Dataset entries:
- - -

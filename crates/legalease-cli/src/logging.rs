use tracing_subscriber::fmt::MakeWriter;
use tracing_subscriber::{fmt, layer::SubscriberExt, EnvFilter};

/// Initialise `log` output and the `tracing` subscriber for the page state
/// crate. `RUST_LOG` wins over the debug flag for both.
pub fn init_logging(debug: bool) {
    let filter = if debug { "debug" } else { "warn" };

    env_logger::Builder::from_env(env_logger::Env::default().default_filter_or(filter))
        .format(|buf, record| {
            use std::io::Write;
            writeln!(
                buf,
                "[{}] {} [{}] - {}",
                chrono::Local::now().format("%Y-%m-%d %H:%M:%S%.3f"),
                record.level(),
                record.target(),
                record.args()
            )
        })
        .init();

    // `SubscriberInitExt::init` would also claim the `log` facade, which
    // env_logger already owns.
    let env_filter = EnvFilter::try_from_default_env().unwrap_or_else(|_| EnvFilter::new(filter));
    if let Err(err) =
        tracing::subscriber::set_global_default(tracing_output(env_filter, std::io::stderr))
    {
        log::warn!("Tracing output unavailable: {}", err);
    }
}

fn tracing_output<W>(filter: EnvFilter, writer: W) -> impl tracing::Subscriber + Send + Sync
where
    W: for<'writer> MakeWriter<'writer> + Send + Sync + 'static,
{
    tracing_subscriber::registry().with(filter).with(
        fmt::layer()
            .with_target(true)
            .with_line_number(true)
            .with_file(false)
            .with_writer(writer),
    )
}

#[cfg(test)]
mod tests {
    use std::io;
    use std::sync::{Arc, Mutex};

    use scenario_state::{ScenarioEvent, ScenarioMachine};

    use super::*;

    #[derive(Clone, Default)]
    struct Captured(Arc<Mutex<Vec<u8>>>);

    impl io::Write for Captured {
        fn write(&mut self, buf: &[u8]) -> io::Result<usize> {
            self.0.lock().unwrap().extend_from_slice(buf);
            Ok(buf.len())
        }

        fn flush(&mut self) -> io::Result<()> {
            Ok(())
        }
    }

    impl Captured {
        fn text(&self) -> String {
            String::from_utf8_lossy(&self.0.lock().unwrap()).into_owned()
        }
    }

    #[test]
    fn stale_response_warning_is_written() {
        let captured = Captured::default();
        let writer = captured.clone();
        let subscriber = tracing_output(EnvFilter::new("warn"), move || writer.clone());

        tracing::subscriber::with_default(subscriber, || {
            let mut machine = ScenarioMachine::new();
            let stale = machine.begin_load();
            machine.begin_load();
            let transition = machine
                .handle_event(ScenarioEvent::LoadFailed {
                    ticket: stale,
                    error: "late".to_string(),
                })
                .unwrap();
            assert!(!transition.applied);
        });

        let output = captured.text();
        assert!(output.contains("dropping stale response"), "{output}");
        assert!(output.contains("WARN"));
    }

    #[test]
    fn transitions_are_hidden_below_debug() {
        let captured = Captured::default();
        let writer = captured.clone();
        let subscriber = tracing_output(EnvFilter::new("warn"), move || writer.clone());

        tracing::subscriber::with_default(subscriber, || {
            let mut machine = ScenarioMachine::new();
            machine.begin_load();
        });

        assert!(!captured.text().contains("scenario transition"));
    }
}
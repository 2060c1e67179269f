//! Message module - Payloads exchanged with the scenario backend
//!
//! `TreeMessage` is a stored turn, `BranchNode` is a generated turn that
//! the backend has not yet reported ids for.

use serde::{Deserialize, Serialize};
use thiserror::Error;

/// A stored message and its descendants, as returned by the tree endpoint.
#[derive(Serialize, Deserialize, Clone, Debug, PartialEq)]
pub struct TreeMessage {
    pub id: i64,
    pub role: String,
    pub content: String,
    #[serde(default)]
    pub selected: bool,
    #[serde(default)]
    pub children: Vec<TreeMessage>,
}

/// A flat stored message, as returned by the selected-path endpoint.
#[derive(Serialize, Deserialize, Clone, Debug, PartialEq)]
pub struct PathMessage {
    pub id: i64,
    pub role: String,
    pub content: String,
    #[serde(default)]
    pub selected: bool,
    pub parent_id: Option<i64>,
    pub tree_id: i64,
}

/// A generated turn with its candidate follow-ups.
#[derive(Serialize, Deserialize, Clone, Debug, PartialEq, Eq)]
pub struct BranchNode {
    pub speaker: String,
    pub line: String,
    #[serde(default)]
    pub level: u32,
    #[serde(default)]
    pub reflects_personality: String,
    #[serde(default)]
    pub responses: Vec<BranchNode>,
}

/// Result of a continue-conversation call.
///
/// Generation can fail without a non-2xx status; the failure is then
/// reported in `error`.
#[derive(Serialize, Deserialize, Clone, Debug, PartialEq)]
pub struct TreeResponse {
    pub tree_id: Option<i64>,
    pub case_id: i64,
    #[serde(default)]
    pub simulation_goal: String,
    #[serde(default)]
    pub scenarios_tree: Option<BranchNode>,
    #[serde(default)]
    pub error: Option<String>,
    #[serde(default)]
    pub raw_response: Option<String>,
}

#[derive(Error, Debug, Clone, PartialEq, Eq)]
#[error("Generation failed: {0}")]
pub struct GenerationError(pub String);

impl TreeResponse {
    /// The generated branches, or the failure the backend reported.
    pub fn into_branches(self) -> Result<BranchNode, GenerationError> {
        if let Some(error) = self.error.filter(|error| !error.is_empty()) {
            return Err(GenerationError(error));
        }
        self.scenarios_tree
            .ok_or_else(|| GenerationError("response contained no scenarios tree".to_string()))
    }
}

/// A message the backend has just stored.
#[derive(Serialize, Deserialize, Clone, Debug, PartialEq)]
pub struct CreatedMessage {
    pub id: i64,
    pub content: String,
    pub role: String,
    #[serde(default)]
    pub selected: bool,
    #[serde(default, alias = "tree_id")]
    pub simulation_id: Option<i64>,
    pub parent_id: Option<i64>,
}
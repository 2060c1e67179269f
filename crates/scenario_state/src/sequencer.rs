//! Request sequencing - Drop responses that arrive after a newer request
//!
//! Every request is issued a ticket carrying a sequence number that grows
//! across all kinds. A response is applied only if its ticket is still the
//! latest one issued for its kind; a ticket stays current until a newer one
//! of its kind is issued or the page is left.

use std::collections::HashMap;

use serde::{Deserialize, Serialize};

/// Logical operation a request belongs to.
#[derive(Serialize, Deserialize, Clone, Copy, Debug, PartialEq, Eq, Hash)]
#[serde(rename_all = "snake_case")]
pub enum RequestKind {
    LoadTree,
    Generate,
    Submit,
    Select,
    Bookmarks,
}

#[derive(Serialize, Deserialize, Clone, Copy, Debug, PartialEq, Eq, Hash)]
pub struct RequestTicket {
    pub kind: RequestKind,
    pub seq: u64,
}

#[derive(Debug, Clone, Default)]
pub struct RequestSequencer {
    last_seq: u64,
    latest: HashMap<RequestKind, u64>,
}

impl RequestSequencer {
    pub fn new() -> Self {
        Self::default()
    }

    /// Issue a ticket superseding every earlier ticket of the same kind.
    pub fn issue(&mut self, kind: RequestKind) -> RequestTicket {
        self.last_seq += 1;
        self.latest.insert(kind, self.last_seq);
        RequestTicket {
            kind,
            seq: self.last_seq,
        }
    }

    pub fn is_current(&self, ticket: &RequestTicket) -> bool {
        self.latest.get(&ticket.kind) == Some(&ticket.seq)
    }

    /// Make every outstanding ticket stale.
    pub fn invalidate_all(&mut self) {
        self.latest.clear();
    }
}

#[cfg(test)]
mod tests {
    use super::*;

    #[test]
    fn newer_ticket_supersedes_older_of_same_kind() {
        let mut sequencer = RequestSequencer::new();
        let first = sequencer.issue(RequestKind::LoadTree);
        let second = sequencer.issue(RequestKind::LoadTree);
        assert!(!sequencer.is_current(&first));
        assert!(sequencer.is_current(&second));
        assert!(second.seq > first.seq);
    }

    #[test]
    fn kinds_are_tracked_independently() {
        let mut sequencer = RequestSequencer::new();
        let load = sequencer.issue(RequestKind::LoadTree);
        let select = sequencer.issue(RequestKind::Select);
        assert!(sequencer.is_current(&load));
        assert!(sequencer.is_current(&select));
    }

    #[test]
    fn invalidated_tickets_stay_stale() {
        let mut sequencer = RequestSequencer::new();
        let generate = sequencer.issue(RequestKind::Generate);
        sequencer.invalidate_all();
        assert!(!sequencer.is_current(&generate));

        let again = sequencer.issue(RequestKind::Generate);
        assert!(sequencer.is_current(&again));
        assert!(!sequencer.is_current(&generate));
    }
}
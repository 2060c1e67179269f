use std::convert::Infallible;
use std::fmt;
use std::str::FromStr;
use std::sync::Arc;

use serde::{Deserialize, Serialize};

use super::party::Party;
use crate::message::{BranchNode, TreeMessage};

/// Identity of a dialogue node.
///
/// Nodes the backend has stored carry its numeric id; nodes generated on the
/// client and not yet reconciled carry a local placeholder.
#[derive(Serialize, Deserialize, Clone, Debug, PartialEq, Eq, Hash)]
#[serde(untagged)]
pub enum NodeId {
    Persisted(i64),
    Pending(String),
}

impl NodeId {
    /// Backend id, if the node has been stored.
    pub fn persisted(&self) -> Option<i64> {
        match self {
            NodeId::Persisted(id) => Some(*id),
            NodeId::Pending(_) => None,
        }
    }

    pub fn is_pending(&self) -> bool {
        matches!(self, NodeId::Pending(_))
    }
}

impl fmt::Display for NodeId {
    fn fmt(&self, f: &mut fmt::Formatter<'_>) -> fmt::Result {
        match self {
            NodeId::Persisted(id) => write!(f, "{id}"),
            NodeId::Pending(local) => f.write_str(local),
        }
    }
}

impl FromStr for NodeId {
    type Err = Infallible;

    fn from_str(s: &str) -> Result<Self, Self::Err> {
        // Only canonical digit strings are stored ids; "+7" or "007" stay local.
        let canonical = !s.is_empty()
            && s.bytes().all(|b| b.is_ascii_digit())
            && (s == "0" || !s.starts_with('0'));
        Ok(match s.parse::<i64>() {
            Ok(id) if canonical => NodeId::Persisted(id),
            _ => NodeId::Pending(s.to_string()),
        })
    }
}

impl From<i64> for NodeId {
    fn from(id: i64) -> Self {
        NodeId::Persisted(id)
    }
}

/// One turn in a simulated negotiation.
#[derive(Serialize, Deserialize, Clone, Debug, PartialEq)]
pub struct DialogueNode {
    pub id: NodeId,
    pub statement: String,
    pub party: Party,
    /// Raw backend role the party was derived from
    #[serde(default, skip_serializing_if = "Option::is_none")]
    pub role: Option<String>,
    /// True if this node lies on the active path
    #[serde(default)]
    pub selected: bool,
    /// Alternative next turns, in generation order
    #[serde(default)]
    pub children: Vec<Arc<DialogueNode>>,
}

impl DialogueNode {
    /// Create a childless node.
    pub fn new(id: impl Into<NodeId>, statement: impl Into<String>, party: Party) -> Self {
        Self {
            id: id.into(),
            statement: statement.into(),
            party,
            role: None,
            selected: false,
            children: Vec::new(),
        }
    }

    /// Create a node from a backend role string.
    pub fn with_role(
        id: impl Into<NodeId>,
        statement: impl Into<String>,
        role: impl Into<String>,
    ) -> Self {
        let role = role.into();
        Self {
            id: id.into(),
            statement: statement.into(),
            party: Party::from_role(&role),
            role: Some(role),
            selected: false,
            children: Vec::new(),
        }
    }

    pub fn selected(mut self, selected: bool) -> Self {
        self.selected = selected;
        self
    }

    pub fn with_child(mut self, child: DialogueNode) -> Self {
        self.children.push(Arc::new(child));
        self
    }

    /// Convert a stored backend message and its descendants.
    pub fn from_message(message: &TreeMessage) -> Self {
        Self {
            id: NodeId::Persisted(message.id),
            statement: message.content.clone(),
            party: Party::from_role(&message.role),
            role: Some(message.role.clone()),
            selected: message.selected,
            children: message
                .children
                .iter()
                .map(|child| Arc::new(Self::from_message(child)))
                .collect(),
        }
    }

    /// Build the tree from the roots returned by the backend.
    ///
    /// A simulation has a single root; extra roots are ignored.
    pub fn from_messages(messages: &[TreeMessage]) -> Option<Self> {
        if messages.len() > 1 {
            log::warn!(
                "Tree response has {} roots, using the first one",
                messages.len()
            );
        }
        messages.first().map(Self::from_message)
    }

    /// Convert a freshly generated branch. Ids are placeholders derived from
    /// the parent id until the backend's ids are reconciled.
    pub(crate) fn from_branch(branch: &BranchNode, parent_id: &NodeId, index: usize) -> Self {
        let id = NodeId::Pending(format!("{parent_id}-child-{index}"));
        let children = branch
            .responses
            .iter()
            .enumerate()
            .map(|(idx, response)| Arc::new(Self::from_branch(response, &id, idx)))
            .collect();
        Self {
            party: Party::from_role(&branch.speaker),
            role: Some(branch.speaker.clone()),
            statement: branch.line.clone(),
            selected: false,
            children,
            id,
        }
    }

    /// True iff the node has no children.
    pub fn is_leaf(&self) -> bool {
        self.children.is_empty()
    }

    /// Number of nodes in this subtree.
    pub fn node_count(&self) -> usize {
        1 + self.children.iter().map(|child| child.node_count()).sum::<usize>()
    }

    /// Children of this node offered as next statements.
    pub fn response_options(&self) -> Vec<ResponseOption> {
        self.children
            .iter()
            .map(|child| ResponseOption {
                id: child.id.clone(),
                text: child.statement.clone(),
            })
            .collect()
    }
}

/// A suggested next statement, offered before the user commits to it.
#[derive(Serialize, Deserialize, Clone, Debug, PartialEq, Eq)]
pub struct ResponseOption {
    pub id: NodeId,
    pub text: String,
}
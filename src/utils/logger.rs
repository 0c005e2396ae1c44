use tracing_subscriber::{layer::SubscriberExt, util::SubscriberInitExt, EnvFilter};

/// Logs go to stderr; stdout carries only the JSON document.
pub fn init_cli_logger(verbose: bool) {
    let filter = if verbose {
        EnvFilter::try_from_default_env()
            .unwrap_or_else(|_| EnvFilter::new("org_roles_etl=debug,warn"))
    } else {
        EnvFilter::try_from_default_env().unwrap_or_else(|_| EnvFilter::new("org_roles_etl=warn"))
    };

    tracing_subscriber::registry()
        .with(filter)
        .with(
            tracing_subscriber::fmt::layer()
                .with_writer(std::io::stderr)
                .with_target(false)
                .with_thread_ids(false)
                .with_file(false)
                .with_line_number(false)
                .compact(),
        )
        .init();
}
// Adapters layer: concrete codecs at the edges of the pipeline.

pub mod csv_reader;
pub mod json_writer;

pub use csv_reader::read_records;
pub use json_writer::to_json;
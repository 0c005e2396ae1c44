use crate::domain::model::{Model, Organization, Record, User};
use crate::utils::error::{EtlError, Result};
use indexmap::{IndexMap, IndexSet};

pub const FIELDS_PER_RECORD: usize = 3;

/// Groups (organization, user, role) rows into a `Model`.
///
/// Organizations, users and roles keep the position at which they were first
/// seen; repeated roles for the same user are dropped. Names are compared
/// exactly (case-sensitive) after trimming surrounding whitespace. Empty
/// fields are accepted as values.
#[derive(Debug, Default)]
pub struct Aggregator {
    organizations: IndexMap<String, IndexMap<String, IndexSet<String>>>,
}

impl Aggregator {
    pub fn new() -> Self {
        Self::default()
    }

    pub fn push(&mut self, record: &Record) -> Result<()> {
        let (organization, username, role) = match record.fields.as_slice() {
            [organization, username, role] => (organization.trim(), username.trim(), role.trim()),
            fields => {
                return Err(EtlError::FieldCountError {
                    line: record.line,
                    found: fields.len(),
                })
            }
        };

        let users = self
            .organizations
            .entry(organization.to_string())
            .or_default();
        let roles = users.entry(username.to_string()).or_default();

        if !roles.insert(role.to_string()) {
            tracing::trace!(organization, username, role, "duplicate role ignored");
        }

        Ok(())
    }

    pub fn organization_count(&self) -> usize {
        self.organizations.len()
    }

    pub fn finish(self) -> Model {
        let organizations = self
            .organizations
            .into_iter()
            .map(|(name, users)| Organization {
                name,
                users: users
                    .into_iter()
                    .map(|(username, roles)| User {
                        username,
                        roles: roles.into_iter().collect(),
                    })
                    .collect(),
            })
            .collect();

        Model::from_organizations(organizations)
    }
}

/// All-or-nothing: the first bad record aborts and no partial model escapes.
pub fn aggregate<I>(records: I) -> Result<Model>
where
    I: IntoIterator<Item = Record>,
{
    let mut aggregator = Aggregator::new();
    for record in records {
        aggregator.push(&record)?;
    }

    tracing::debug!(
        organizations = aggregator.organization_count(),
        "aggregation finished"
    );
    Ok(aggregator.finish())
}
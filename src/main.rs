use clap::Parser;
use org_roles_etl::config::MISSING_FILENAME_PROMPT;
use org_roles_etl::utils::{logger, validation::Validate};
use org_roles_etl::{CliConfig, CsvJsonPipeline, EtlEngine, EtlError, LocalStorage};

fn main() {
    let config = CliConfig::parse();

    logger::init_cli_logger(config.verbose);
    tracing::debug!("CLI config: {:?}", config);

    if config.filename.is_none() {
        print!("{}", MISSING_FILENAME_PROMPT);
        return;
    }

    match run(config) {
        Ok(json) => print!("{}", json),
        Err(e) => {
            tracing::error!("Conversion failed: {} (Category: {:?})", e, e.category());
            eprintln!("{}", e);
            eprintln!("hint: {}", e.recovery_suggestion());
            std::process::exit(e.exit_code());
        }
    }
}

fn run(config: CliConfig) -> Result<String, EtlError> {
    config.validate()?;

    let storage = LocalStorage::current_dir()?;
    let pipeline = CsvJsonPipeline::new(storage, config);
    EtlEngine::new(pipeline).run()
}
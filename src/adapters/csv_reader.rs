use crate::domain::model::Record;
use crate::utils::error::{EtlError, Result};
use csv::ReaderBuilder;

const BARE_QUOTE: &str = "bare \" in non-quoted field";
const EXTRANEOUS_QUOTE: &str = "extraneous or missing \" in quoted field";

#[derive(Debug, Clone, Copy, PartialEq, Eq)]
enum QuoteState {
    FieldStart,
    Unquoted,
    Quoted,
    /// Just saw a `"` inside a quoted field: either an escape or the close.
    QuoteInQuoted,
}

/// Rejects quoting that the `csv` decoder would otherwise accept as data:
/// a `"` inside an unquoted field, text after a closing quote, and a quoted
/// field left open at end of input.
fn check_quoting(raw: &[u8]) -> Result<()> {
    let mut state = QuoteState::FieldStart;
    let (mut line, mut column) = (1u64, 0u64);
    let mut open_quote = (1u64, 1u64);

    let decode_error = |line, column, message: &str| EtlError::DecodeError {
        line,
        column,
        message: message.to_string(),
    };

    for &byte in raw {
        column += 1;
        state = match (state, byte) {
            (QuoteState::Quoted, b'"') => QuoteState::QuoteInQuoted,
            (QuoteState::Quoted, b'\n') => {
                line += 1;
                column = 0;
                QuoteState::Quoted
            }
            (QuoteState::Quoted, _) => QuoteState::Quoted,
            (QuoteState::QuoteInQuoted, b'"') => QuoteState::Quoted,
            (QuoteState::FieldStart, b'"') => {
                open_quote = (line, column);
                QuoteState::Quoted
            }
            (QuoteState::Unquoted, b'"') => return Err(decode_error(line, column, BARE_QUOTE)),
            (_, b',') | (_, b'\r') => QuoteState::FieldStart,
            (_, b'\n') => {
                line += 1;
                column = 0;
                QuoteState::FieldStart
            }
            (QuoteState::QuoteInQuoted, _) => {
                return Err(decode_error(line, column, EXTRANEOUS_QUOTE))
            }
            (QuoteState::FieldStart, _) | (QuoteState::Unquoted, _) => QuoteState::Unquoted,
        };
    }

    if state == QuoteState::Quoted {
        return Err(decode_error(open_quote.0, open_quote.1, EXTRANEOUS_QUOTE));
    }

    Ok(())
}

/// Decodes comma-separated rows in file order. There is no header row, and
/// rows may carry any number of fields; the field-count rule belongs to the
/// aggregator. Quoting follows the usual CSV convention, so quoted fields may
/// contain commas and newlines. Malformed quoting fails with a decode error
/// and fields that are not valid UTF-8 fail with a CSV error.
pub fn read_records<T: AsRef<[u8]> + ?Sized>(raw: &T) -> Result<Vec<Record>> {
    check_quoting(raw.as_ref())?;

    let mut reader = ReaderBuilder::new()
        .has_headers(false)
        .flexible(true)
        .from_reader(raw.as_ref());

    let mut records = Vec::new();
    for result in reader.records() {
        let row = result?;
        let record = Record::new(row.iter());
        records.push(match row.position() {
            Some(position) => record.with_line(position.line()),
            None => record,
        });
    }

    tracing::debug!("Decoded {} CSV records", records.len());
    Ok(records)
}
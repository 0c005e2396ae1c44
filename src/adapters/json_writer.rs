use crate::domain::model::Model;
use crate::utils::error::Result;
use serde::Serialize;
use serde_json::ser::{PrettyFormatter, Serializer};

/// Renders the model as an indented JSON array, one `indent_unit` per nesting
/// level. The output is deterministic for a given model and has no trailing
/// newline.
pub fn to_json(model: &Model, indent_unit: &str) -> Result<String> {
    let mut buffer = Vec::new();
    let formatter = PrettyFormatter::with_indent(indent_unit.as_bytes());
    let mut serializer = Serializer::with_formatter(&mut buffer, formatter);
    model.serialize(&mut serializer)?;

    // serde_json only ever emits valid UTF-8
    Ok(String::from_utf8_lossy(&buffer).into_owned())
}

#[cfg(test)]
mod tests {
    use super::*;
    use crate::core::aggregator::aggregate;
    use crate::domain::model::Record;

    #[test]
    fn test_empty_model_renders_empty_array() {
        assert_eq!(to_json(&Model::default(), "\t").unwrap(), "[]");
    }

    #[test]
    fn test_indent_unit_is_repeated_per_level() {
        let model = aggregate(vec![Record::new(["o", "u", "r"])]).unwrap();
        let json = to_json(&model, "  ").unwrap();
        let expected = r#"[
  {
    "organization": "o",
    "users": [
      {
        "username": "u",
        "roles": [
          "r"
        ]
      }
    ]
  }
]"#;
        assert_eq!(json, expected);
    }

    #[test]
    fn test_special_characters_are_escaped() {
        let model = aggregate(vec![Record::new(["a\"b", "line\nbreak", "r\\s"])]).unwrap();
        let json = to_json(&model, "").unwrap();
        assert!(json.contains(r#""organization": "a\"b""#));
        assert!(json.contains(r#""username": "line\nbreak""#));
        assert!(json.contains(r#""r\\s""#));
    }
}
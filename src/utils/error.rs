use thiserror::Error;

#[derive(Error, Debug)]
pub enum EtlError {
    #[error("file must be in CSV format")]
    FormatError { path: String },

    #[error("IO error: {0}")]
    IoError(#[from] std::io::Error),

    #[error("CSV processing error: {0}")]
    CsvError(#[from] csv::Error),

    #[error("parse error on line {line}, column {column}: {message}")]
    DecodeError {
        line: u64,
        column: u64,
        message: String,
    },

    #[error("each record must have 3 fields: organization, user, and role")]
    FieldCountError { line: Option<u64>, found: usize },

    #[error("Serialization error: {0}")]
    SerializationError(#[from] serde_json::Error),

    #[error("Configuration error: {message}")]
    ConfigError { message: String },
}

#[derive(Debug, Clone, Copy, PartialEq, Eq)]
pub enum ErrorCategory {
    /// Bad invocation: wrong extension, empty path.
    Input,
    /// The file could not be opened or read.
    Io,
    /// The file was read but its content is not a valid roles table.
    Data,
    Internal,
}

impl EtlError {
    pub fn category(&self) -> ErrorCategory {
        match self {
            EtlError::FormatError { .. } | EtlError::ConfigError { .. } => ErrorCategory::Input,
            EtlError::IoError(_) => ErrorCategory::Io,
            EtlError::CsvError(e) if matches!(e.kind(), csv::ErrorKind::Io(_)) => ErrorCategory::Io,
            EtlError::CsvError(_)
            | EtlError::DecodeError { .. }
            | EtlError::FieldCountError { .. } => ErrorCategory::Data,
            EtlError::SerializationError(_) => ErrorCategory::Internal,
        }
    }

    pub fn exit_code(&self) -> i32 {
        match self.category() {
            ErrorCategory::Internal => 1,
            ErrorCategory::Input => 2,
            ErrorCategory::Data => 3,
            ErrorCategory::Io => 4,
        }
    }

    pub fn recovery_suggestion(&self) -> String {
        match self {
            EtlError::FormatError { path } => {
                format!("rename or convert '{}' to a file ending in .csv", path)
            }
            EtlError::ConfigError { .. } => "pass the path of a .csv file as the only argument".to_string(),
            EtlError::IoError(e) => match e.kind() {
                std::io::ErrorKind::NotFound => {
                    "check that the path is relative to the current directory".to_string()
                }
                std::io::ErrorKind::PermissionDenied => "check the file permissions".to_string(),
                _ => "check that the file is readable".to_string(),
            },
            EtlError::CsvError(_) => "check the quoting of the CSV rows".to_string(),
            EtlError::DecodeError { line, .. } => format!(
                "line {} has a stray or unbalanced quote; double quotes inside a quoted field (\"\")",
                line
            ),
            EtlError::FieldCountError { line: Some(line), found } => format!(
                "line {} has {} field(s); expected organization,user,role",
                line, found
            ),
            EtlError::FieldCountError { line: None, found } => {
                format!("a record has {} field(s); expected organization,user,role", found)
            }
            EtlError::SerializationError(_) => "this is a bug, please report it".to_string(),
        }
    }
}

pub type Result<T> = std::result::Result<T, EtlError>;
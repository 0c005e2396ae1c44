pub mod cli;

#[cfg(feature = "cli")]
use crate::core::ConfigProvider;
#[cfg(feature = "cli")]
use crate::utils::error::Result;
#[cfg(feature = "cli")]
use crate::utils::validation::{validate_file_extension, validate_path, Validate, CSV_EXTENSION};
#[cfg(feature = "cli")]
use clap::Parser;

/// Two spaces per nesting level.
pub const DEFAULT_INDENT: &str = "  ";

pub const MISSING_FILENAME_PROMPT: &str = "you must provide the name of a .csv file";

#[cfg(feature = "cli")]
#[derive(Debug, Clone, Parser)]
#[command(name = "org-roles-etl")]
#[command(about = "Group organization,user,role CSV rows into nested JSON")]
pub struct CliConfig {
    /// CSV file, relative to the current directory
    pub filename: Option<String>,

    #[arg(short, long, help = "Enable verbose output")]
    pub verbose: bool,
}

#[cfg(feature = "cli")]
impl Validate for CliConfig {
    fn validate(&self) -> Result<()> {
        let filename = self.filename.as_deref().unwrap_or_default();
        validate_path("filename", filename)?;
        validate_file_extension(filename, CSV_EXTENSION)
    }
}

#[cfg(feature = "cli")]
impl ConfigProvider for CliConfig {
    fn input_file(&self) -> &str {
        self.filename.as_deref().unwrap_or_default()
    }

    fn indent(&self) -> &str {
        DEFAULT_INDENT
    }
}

- - -

## Instructions to follow:
Out of the preceding entries, pull every line containing the string "validation".

## Answer area:
use org_roles_etl::utils::{logger, validation::Validate};
use crate::utils::validation::{validate_file_extension, validate_path, Validate, CSV_EXTENSION};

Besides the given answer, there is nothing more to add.